Saturday, May 13, 2023

Living The Dream


 

There might be something that we missed. But, looking back, I can’t think of an angle that Shirli and I didn’t study when we began laying our plans to spend our retirement years just rambling. We even considered camp-hosting but decided that would become just another noose keeping us tied.

We bought two pull-behind campers. A small vintage one and a 25’ Dutchmen with a slide-out. We used the little vintage camper quite a bit. The Dutchmen? I pulled it once to bring it home from the dealership. It just sat there hogging space in our yard. We bought three tents. The first one on the smaller size. Two big ones that we enjoyed a lot. I still have the smaller one. I gave away the two big ones.

I can still hear Shirli’s voice when we were planning camping trips … “We’re going camping. It’s the greatest thing ever!” Shirli loved to camp.

Somewhere along the way Shirli stumbled upon Bob Wells. I think of him as the Van Dweller Guru. It was through watching his videos that we discovered there is a huge sub-culture of really good people living full-time in vans, RV’s, and other vehicles. Some are doing it because they got fed up with the hamster wheel imposed by the rat-race. Some are doing it because living in a vehicle became their only means of not being homeless. Others have other personal reasons.

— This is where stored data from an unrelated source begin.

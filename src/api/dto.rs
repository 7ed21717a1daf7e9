//! Data Transfer Objects
//!
//! Request and response types for the JSON endpoints.

use serde::{Deserialize, Serialize};

use crate::catalog::Category;

/// Insight generation request
#[derive(Debug, Deserialize)]
pub struct InsightsRequest {
    /// Content type labels, case-insensitive
    #[serde(default)]
    pub categories: Vec<String>,
}

/// One selectable content type
#[derive(Debug, Serialize)]
pub struct CategoryDto {
    pub label: &'static str,
    pub key: &'static str,
    pub icon: &'static str,
}

impl From<Category> for CategoryDto {
    fn from(category: Category) -> Self {
        Self {
            label: category.label(),
            key: category.key(),
            icon: category.icon(),
        }
    }
}

/// Full health status
#[derive(Debug, Serialize)]
pub struct HealthResponse {
    /// Overall status: healthy, degraded
    pub status: String,
    /// Data source name
    pub source: String,
    /// Data source status: ok, error
    pub source_status: String,
    pub uptime_seconds: u64,
    pub version: String,
}
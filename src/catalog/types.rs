//! Category and Selection types
//!
//! `Category` is a closed enum; its declaration order is the display order
//! used everywhere (selector grid, dispatch iteration, serialized labels).

use serde::{Deserialize, Deserializer, Serialize, Serializer};
use std::collections::BTreeSet;
use std::str::FromStr;
use thiserror::Error;

/// A content-type category
#[derive(Debug, Clone, Copy, PartialEq, Eq, PartialOrd, Ord, Hash)]
pub enum Category {
    /// Text-only posts
    Text,
    /// Single image posts
    Image,
    /// Long-form video
    Video,
    /// Short vertical video
    Reels,
    /// Multi-slide posts
    Carousel,
}

impl Category {
    /// Get all categories in display order
    pub fn all() -> &'static [Category] {
        &[
            Category::Text,
            Category::Image,
            Category::Video,
            Category::Reels,
            Category::Carousel,
        ]
    }

    /// Human-readable label shown on the selector
    pub fn label(&self) -> &'static str {
        match self {
            Category::Text => "Text",
            Category::Image => "Image",
            Category::Video => "Video",
            Category::Reels => "Reels",
            Category::Carousel => "Carousel",
        }
    }

    /// Icon shown next to the label
    pub fn icon(&self) -> &'static str {
        match self {
            Category::Text => "📝",
            Category::Image => "🖼️",
            Category::Video => "🎥",
            Category::Reels => "📱",
            Category::Carousel => "🎠",
        }
    }

    /// Lower-case key used by the data service and by form fields
    pub fn key(&self) -> &'static str {
        match self {
            Category::Text => "text",
            Category::Image => "image",
            Category::Video => "video",
            Category::Reels => "reels",
            Category::Carousel => "carousel",
        }
    }

    /// Case-insensitive lookup that returns `None` instead of an error.
    ///
    /// Used when matching response keys, where unknown keys are expected.
    pub fn from_key(key: &str) -> Option<Category> {
        let key = key.trim();
        Category::all()
            .iter()
            .copied()
            .find(|c| c.key().eq_ignore_ascii_case(key))
    }
}

impl std::fmt::Display for Category {
    fn fmt(&self, f: &mut std::fmt::Formatter<'_>) -> std::fmt::Result {
        write!(f, "{}", self.label())
    }
}

impl FromStr for Category {
    type Err = CategoryError;

    fn from_str(s: &str) -> Result<Self, Self::Err> {
        Category::from_key(s).ok_or_else(|| CategoryError::Unknown(s.to_string()))
    }
}

impl Serialize for Category {
    fn serialize<S: Serializer>(&self, serializer: S) -> Result<S::Ok, S::Error> {
        serializer.serialize_str(self.label())
    }
}

impl<'de> Deserialize<'de> for Category {
    fn deserialize<D: Deserializer<'de>>(deserializer: D) -> Result<Self, D::Error> {
        let raw = String::deserialize(deserializer)?;
        raw.parse().map_err(serde::de::Error::custom)
    }
}

/// Errors from parsing category labels
#[derive(Error, Debug, Clone, PartialEq, Eq)]
pub enum CategoryError {
    #[error("Unknown content type: {0:?} (expected one of Text, Image, Video, Reels, Carousel)")]
    Unknown(String),
}

/// The set of categories a user picked for one render cycle
///
/// Iteration always follows `Category::all()` order.
#[derive(Debug, Clone, Default, PartialEq, Eq, Serialize, Deserialize)]
#[serde(transparent)]
pub struct Selection {
    categories: BTreeSet<Category>,
}

impl Selection {
    /// Create an empty selection
    pub fn new() -> Self {
        Self::default()
    }

    /// Parse a selection from labels, rejecting unknown ones
    pub fn from_labels<I, S>(labels: I) -> Result<Self, CategoryError>
    where
        I: IntoIterator<Item = S>,
        S: AsRef<str>,
    {
        labels
            .into_iter()
            .map(|label| label.as_ref().parse::<Category>())
            .collect()
    }

    /// Builder method: add a category
    pub fn with(mut self, category: Category) -> Self {
        self.categories.insert(category);
        self
    }

    pub fn insert(&mut self, category: Category) -> bool {
        self.categories.insert(category)
    }

    pub fn contains(&self, category: Category) -> bool {
        self.categories.contains(&category)
    }

    pub fn is_empty(&self) -> bool {
        self.categories.is_empty()
    }

    pub fn len(&self) -> usize {
        self.categories.len()
    }

    /// Iterate selected categories in display order
    pub fn iter(&self) -> impl Iterator<Item = Category> + '_ {
        self.categories.iter().copied()
    }

    /// Display labels of the selected categories
    pub fn labels(&self) -> Vec<&'static str> {
        self.iter().map(|c| c.label()).collect()
    }
}

impl FromIterator<Category> for Selection {
    fn from_iter<T: IntoIterator<Item = Category>>(iter: T) -> Self {
        Self {
            categories: iter.into_iter().collect(),
        }
    }
}

impl std::fmt::Display for Selection {
    fn fmt(&self, f: &mut std::fmt::Formatter<'_>) -> std::fmt::Result {
        write!(f, "{}", self.labels().join(", "))
    }
}

#[cfg(test)]
mod tests {
    use super::*;

    #[test]
    fn test_parse_is_case_insensitive() {
        assert_eq!("image".parse::<Category>().unwrap(), Category::Image);
        assert_eq!("REELS".parse::<Category>().unwrap(), Category::Reels);
        assert_eq!(" Carousel ".parse::<Category>().unwrap(), Category::Carousel);
    }

    #[test]
    fn test_parse_unknown() {
        let err = "story".parse::<Category>().unwrap_err();
        assert_eq!(err, CategoryError::Unknown("story".to_string()));
    }

    #[test]
    fn test_selection_order_is_fixed() {
        let selection = Selection::from_labels(["carousel", "Text", "video"]).unwrap();
        assert_eq!(selection.labels(), vec!["Text", "Video", "Carousel"]);
    }

    #[test]
    fn test_selection_ignores_duplicates() {
        let selection = Selection::from_labels(["image", "Image", "IMAGE"]).unwrap();
        assert_eq!(selection.len(), 1);
        assert!(selection.contains(Category::Image));
    }

    #[test]
    fn test_selection_serializes_as_labels() {
        let selection = Selection::new().with(Category::Reels).with(Category::Text);
        let json = serde_json::to_string(&selection).unwrap();
        assert_eq!(json, r#"["Text","Reels"]"#);

        let back: Selection = serde_json::from_str(r#"["reels","text"]"#).unwrap();
        assert_eq!(back, selection);
    }

    #[test]
    fn test_selection_rejects_unknown_label() {
        assert!(Selection::from_labels(["Text", "Podcast"]).is_err());
    }
}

We sold the original Fred a few years ago … a gas hungry ’93 Chevy G-20 with a high top. We got our money back out of it but we both felt like we gave up something of ourselves. We kept looking at vans and talking about getting another one. We went back to camping out of that little Corolla and had that trick down pat. In fact, before Shirli’s pancreatic cancer diagnosis and prognosis, we were readying to pull out on a LONG extended camping tour with no certain return date.

Two months ago, I realized that my personal health was in jeopardy. My physical health was breaking down. My headspace was messed up and growing worse. Too much stress. Not that I didn’t have enough of my own to deal with after Shirli died but a lot of unwanted responsibilities had been leveraged upon me. A lot came crashing in on me all of a sudden. Realizations. One of the realizations is that I was beginning to feel “old” inside. I was losing the kid in me. I turned 69 in March. None of us can help aging. But none of us have to grow old inside.

Back before Spring sprang, I had begun to think about finding a small van to trick out. It had to be the right one though. And this little 2021 Transit Connect? It had to be a God thing the way it came about. The first thing I did when I drove it home was to put that Fred name plate on the front bumper. The name is special. Shirli wrote a piece for this blog about the name.

I’ve made three short trips in Fred over the past month. Partly to keep from sitting here listening to the clock tick. Partly to decompress and absorb the healing that comes from the sights and sounds of nature. Partly to study on what I honestly “need” to solo weeks on end in such a small living space. Cubic inches matter. Every trip is fruitful where these matters are concerned. Study long. Build once.

I’m living the dream that Shirli and I had. Partly because it’s the best way that I can possibly honor her memory. But this isn’t just our dream. It’s also my dream. I’ve got to do this for me as much as I’ve got to do it for us. If I was doing this just to honor Shirli’s memory, I’d be stuck in the past. The past can easily become a heavy ball and chain. I refuse to wear a ball and chain. There’s life to be lived.